It's funny how different our priorities are.
If the writing system was different then I would learn it by transcribing something (no matter what) - and neither listening nor reading would be relevant at that stage. And precisely because understanding a spoken conversation between two natives is way more difficult than reading I would just spend maybe 5% of my time listening in the beginning (without any hope of understanding anything, but just to get some kind of voice ringing in my head for the next step), and I would be doing wordlists, reading grammar and studying bilingual texts the rest of the time. And only when I could read somewhat fluently would I step up my listening time - and I can't give percentages because they would depend more on availability than on simple common sense.
The good thing about reading is precisely that you always can stop and look the words up or figure them out from context - and since the same applies to writing I would write short texts long before attempting to speak to anyone.
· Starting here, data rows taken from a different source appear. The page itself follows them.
impl MappingStore {
    /// Open a store, resolving the named classifications. Names the store
    /// does not carry resolve to no column rather than failing the open.
    pub fn open<S: AsRef<str>>(
        path: impl AsRef<Path>,
        classifications: &[S],
        config: StoreConfig,
    ) -> AccmapResult<Self> {
        let names = classifications
            .iter()
            .map(|s| s.as_ref().to_string())
            .collect();
        Self::open_with(path.as_ref(), Selection::Named(names), config)
    }

    /// Open a store, resolving every classification it carries.
    pub fn open_all(path: impl AsRef<Path>, config: StoreConfig) -> AccmapResult<Self> {
        Self::open_with(path.as_ref(), Selection::All, config)
    }

    fn open_with(path: &Path, selection: Selection, config: StoreConfig) -> AccmapResult<Self> {
        config.validate()?;
        let conn = connect(path, &config)?;
        let value_columns = value_columns(&conn)?;
        let resolved = resolve(&value_columns, &selection);

        tracing::info!(
            path = %path.display(),
            columns = value_columns.len(),
            resolved = resolved.len(),
            "Opened store for reading"
        );

        Ok(Self {
            conn,
            path: path.to_path_buf(),
            config,
            selection,
            value_columns,
            resolved,
            lookups: AtomicU64::new(0),
            batched_lookups: AtomicU64::new(0),
            failed_lookups: AtomicU64::new(0),
        })
    }

    /// Reopen the file and recompute the column index map, picking up a
    /// store that was rebuilt since this handle was opened.
    pub fn reopen(&mut self) -> AccmapResult<()> {
        let conn = connect(&self.path, &self.config)?;
        let value_columns = value_columns(&conn)?;
        self.resolved = resolve(&value_columns, &self.selection);
        self.value_columns = value_columns;
        self.conn = conn;
        tracing::debug!(path = %self.path.display(), "Reopened store");
        Ok(())
    }

    pub fn path(&self) -> &Path {
        &self.path
    }

    /// Slot of a classification in `get_many` rows, or `None` when the
    /// classification was not requested or is not in the store.
    pub fn column_index(&self, classification: &str) -> Option<usize> {
        self.resolved_column(classification).map(|c| c.slot)
    }

    /// Resolved column for a name in any ASCII case. The caller's spelling
    /// at open time hits the map directly; other spellings fall back to a scan.
    fn resolved_column(&self, classification: &str) -> Option<&ResolvedColumn> {
        self.resolved.get(classification).or_else(|| {
            self.resolved
                .iter()
                .find(|(name, _)| name.eq_ignore_ascii_case(classification))
                .map(|(_, resolved)| resolved)
        })
    }

    /// Length of every `get_many` row.
    pub fn num_columns(&self) -> usize {
        self.value_columns.len()
    }

    /// Classification columns in slot order.
    pub fn column_names(&self) -> &[String] {
        &self.value_columns
    }

    fn filtered(filter: &ValueFilter, raw: Option<i64>) -> i64 {
        match raw {
            None | Some(ABSENT) => ABSENT,
            Some(value) => filter.apply(value),
        }
    }

    /// Value of `accession` under `classification`, or `0` when there is no
    /// mapping, the classification is unresolved, or the lookup failed.
    pub fn get(&self, classification: &str, accession: &str) -> i64 {
        self.lookups.fetch_add(1, Ordering::Relaxed);
        let Some(resolved) = self.resolved_column(classification) else {
            return ABSENT;
        };

        let sql = format!(
            "SELECT {} FROM {} WHERE {} = ?1",
            quote_ident(&resolved.column),
            quote_ident(MAPPINGS_TABLE),
            quote_ident(ACCESSION_COLUMN)
        );
        let raw = self.conn.prepare_cached(&sql).and_then(|mut stmt| {
            stmt.query_row(params![accession], |row| row.get::<_, Option<i64>>(0))
                .optional()
        });

        match raw {
            Ok(value) => Self::filtered(&self.config.value_filter, value.flatten()),
            Err(e) => {
                self.failed_lookups.fetch_add(1, Ordering::Relaxed);
                tracing::warn!(
                    error = %e,
                    classification,
                    accession,
                    "Lookup failed, returning absent"
                );
                ABSENT
            }
        }
    }

    /// Full rows for the first `count` accessions, keyed by accession.
    ///
    /// Each row holds one value per classification column in slot order,
    /// 0-filled for absent values. Accessions the store does not know are
    /// left out. Accessions are bound in chunks of `max_batch_size`, one
    /// `IN (...)` query per chunk.
    pub fn get_many<S: AsRef<str>>(
        &self,
        accessions: &[S],
        count: usize,
    ) -> AccmapResult<HashMap<String, Vec<i64>>> {
        let wanted = &accessions[..count.min(accessions.len())];
        let mut rows = HashMap::with_capacity(wanted.len());
        if wanted.is_empty() {
            return Ok(rows);
        }
        self.batched_lookups.fetch_add(1, Ordering::Relaxed);

        let mut select = vec![quote_ident(ACCESSION_COLUMN)];
        select.extend(self.value_columns.iter().map(|c| quote_ident(c)));
        let select = select.join(", ");
        let filter = &self.config.value_filter;
        let width = self.value_columns.len();

        for chunk in wanted.chunks(self.config.tuning.max_batch_size) {
            let placeholders = vec!["?"; chunk.len()].join(", ");
            let sql = format!(
                "SELECT {select} FROM {} WHERE {} IN ({placeholders})",
                quote_ident(MAPPINGS_TABLE),
                quote_ident(ACCESSION_COLUMN)
            );
            let mut stmt = self.conn.prepare_cached(&sql).map_err(sqlite_err)?;
            let mut result = stmt
                .query(params_from_iter(chunk.iter().map(|s| s.as_ref())))
                .map_err(sqlite_err)?;
            while let Some(row) = result.next().map_err(sqlite_err)? {
                let (accession, values) = read_row(row, width, filter).map_err(sqlite_err)?;
                rows.insert(accession, values);
            }
        }

        tracing::debug!(
            requested = wanted.len(),
            found = rows.len(),
            "Batched lookup"
        );
        Ok(rows)
    }

    fn catalog(&self) -> MetadataCatalog<'_> {
        MetadataCatalog::new(&self.conn)
    }

    /// The synthesized info string: general description, edition, total and
    /// one line per classification.
    pub fn info(&self) -> AccmapResult<String> {
        self.catalog().info_string()
    }

    pub fn edition(&self) -> AccmapResult<Option<String>> {
        self.catalog().edition()
    }

    /// Count recorded for a classification; unregistered names are an error.
    pub fn classification_count(&self, classification: &str) -> AccmapResult<u64> {
        let id = self
            .resolved_column(classification)
            .map_or(classification, |c| c.column.as_str());
        self.catalog().count(id)
    }

    /// Every classification registered in the catalog.
    pub fn classifications(&self) -> AccmapResult<Vec<String>> {
        self.catalog().classification_names()
    }

    /// Total number of accessions in the store.
    pub fn size(&self) -> AccmapResult<u64> {
        self.catalog().total_count()
    }

    pub fn stats(&self) -> LookupStats {
        LookupStats {
            lookups: self.lookups.load(Ordering::Relaxed),
            batched_lookups: self.batched_lookups.load(Ordering::Relaxed),
            failed_lookups: self.failed_lookups.load(Ordering::Relaxed),
        }
    }
}

fn read_row(
    row: &Row<'_>,
    width: usize,
    filter: &ValueFilter,
) -> rusqlite::Result<(String, Vec<i64>)> {
    let accession: String = row.get(0)?;
    let mut values = Vec::with_capacity(width);
    for i in 0..width {
        values.push(MappingStore::filtered(filter, row.get(i + 1)?));
    }
    Ok((accession, values))
}

fn connect(path: &Path, config: &StoreConfig) -> AccmapResult<Connection> {
    let metadata = std::fs::metadata(path).map_err(|e| {
        if e.kind() == std::io::ErrorKind::NotFound {
            OpenError::NotFound {
                path: path.to_path_buf(),
            }
        } else {
            OpenError::Unreadable {
                path: path.to_path_buf(),
                reason: e.to_string(),
            }
        }
    })?;
    if !metadata.is_file() {
        return Err(OpenError::Unreadable {
            path: path.to_path_buf(),
            reason: "not a regular file".to_string(),
        }
        .into());
    }
    if metadata.len() == 0 {
        return Err(OpenError::Empty {
            path: path.to_path_buf(),
        }
        .into());
    }

    let conn = Connection::open_with_flags(
        path,
        OpenFlags::SQLITE_OPEN_READ_ONLY | OpenFlags::SQLITE_OPEN_NO_MUTEX,
    )
    .map_err(|e| OpenError::Unreadable {
        path: path.to_path_buf(),
        reason: e.to_string(),
    })?;

    let not_a_store = |reason: String| OpenError::NotAStore {
        path: path.to_path_buf(),
        reason,
    };
    conn.execute_batch(&format!(
        "PRAGMA cache_size = -{};",
        config.tuning.cache_size_kib
    ))
    .map_err(|e| not_a_store(e.to_string()))?;
    for table in [MAPPINGS_TABLE, INFO_TABLE] {
        let exists = table_exists(&conn, table).map_err(|e| not_a_store(e.to_string()))?;
        if !exists {
            return Err(not_a_store(format!("missing table {}", table)).into());
        }
    }

    let info = MetadataCatalog::new(&conn).info_string()?;
    if !config.compatibility.accepts(&info) {
        return Err(OpenError::Incompatible {
            path: path.to_path_buf(),
            info,
        }
        .into());
    }

    Ok(conn)
}

fn value_columns(conn: &Connection) -> AccmapResult<Vec<String>> {
    Ok(table_columns(conn, MAPPINGS_TABLE)?
        .into_iter()
        .filter(|c| !c.eq_ignore_ascii_case(ACCESSION_COLUMN))
        .collect())
}

/// Map requested names to column slots. SQLite column names are
/// case-insensitive, so matching is too; the caller's spelling is the key.
fn resolve(value_columns: &[String], selection: &Selection) -> HashMap<String, ResolvedColumn> {
    let lookup = |name: &str| {
        value_columns
            .iter()
            .position(|c| c.eq_ignore_ascii_case(name))
            .map(|slot| ResolvedColumn {
                column: value_columns[slot].clone(),
                slot,
            })
    };

    match selection {
        Selection::All => value_columns
            .iter()
            .filter_map(|c| lookup(c).map(|r| (c.clone(), r)))
            .collect(),
        Selection::Named(names) => names
            .iter()
            .filter_map(|name| match lookup(name) {
                Some(resolved) => Some((name.clone(), resolved)),
                None => {
                    tracing::debug!(classification = %name, "Classification not in store");
                    None
                }
            })
            .collect(),
    }
}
In other words I would first concoct sentences laboriously, then try to think, then write more or less freely, then listen (if possible concurrently with the preceding step) and only try to speak in public after a solid dosis of input that would make my head spin. But I would probably never be in a situation where I could have conversations in any of my target languages for more than a few hours at any one time.
As I said we all have our priorities, and there's another good thing about reading - I can listen to classical music while reading. And I can read (or study) for hours on end, whereas people tend to run away after a few hours (with bleeding ears) if they have to listen to me.